ABUJA, Nigeria, 20 December 2013 – Josephine Oga is pregnant with her second child. Today, she has come to Otukpo, in Benue State, to attend Maternal Newborn and Child Health Week. She’s collecting medicine, as well as nets that have been treated with insecticide.
“[The nets] are important for my baby and me because of the mosquitoes,” she says.
“I have learned so many things here today about how a mother should take of her baby – and how a pregnant woman should protect herself from disease,” she adds.
A week of care for mother and baby
Maternal Newborn Child Health Week is a biannual event. The Week aims to deliver a package of basic interventions that are highly effective in reducing child mortality and improving mother and child health.
The Week’s interventions complement routine health services by ensuring that basic care reaches all mothers and children. The services and supplies provided, among others, are vitamin A supplements, routine immunizations, deworming tablets, screening for malnutrition – and the long-lasting insecticide-treated nets that Ms. Oga has come to collect for her family.
Vitamin A is important for the growth of human cells. This year, Maternal Newborn Child Health Week targeted 19.2 million children with vitamin A supplements, provided by UNICEF.
By the time the first round had been completed, 19,224,391 million children had been given the supplements.
Mothers take charge
The Week features antenatal care for expectant mothers like Ms. Oga. The event also provides information on the importance of such key practices as exclusive breastfeeding, complementary feeding, family planning and hygiene, among other activities.
Mothers like Ms. Oga and Messi Anegi praise the programme – its information, activities, care and health supplies. This year, Ms. Anegi attended with her 3-year-old daughter and newborn son.

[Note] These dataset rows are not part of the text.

//! Message storage: one ordered `Vec<Message>` per conversation, mirrored to
//! a single JSON file. Message ids are a global monotonic counter — within
//! any one conversation that is trivially strictly increasing, which is all
//! spec §8's invariant requires.

use std::collections::HashMap;
use std::path::{Path, PathBuf};
use std::sync::atomic::{AtomicI64, Ordering};

use parking_lot::RwLock;

use warden_domain::error::{Error, Result};
use warden_domain::model::Message;

pub struct MessageTable {
    path: PathBuf,
    by_conversation: RwLock<HashMap<String, Vec<Message>>>,
    next_id: AtomicI64,
}

impl MessageTable {
    pub fn load(dir: &Path) -> Result<Self> {
        std::fs::create_dir_all(dir).map_err(Error::Io)?;
        let path = dir.join("messages.json");
        let by_conversation: HashMap<String, Vec<Message>> = if path.exists() {
            let raw = std::fs::read_to_string(&path).map_err(Error::Io)?;
            serde_json::from_str(&raw).unwrap_or_default()
        } else {
            HashMap::new()
        };
        let next_id = by_conversation
            .values()
            .flat_map(|v| v.iter().map(|m| m.id))
            .max()
            .map(|m| m + 1)
            .unwrap_or(1);
        Ok(Self {
            path,
            by_conversation: RwLock::new(by_conversation),
            next_id: AtomicI64::new(next_id),
        })
    }

    /// Append a message, assigning it the next global id. Returns the
    /// stored row.
    pub fn append(&self, conversation_id: &str, mut message: Message) -> Result<Message> {
        let id = self.next_id.fetch_add(1, Ordering::SeqCst);
        message.id = id;
        message.conversation_id = conversation_id.to_string();
        {
            let mut map = self.by_conversation.write();
            map.entry(conversation_id.to_string())
                .or_default()
                .push(message.clone());
        }
        self.flush()?;
        Ok(message)
    }

    pub fn list(&self, conversation_id: &str) -> Vec<Message> {
        self.by_conversation
            .read()
            .get(conversation_id)
            .cloned()
            .unwrap_or_default()
    }

    /// Count of non-internal messages (used by the summarizer's "total"
    /// message count, spec §4.F).
    pub fn count(&self, conversation_id: &str) -> usize {
        self.by_conversation
            .read()
            .get(conversation_id)
            .map(|v| v.len())
            .unwrap_or(0)
    }

    /// Copy every message with `id <= up_to_message_id` into a new
    /// conversation id (used by `fork_conversation`).
    pub fn copy_up_to(&self, source: &str, target: &str, up_to_message_id: i64) -> Result<()> {
        let copied: Vec<Message> = {
            let map = self.by_conversation.read();
            map.get(source)
                .map(|rows| {
                    rows.iter()
                        .filter(|m| m.id <= up_to_message_id)
                        .map(|m| {
                            let mut copy = m.clone();
                            copy.conversation_id = target.to_string();
                            copy
                        })
                        .collect()
                })
                .unwrap_or_default()
        };
        {
            let mut map = self.by_conversation.write();
            map.insert(target.to_string(), copied);
        }
        self.flush()
    }

    /// Delete the target message and every later message in the same
    /// conversation (by `created_at`), per spec §4.A.
    pub fn delete_from(&self, conversation_id: &str, message_id: i64) -> Result<usize> {
        let removed = {
            let mut map = self.by_conversation.write();
            match map.get_mut(conversation_id) {
                Some(rows) => {
                    let cutoff = rows
                        .iter()
                        .find(|m| m.id == message_id)
                        .map(|m| m.created_at);
                    match cutoff {
                        Some(cutoff) => {
                            let before = rows.len();
                            rows.retain(|m| m.created_at < cutoff);
                            before - rows.len()
                        }
                        None => 0,
                    }
                }
                None => 0,
            }
        };
        if removed > 0 {
            self.flush()?;
        }
        Ok(removed)
    }

    pub fn delete_conversation(&self, conversation_id: &str) -> Result<()> {
        self.by_conversation.write().remove(conversation_id);
        self.flush()
    }

    fn flush(&self) -> Result<()> {
        let map = self.by_conversation.read();
        let json = serde_json::to_string_pretty(&*map)?;
        std::fs::write(&self.path, json).map_err(Error::Io)?;
        Ok(())
    }
}

#[cfg(test)]
mod tests {
    use super::*;
    use warden_domain::model::Role;

    fn msg(content: &str) -> Message {
        Message {
            id: 0,
            conversation_id: String::new(),
            role: Role::User,
            content: Some(content.into()),
            tool_calls: None,
            tool_call_id: None,
            thinking: None,
            thinking_signature: None,
            metadata: None,
            internal: false,
            created_at: chrono::Utc::now(),
        }
    }

    #[test]
    fn ids_strictly_increasing_within_conversation() {
        let dir = tempfile::tempdir().unwrap();
        let table = MessageTable::load(dir.path()).unwrap();
        let a = table.append("c1", msg("a")).unwrap();
        let b = table.append("c1", msg("b")).unwrap();
        assert!(b.id > a.id);
    }

    #[test]
    fn fork_copies_up_to_cutoff() {
        let dir = tempfile::tempdir().unwrap();
        let table = MessageTable::load(dir.path()).unwrap();
        let a = table.append("c1", msg("a")).unwrap();
        table.append("c1", msg("b")).unwrap();
        table.append("c1", msg("c")).unwrap();

        table.copy_up_to("c1", "fork1", a.id).unwrap();
        let forked = table.list("fork1");
        assert_eq!(forked.len(), 1);
        assert_eq!(forked[0].content.as_deref(), Some("a"));
        assert_eq!(forked[0].conversation_id, "fork1");
    }

    #[test]
    fn delete_from_removes_target_and_later() {
        let dir = tempfile::tempdir().unwrap();
        let table = MessageTable::load(dir.path()).unwrap();
        table.append("c1", msg("a")).unwrap();
        let b = table.append("c1", msg("b")).unwrap();
        table.append("c1", msg("c")).unwrap();

        let removed = table.delete_from("c1", b.id).unwrap();
        assert_eq!(removed, 2);
        let remaining = table.list("c1");
        assert_eq!(remaining.len(), 1);
        assert_eq!(remaining[0].content.as_deref(), Some("a"));
    }

    #[test]
    fn fork_then_delete_leaves_source_unchanged() {
        let dir = tempfile::tempdir().unwrap();
        let table = MessageTable::load(dir.path()).unwrap();
        table.append("c1", msg("a")).unwrap();
        let b = table.append("c1", msg("b")).unwrap();

        table.copy_up_to("c1", "fork1", b.id).unwrap();
        table.delete_conversation("fork1").unwrap();

        let source = table.list("c1");
        assert_eq!(source.len(), 2);
    }
}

“When I gave birth to my first child,” she recalls, “we came around for immunization – and, today, that child is very healthy…[T]hat is why I am here for immunization.”
Ms. Messi talks about how she has absorbed information she gathered from the Week’s awareness-raising activities into her own practices.
For example, she says, “Breastfeeding is very important. My first daughter is healthy because I breastfed her.
“And I have learned more about breastfeeding – and they have been talking much about breastfeeding today, and I even read from books about breastfeeding. It makes babies strong and healthy,” she says.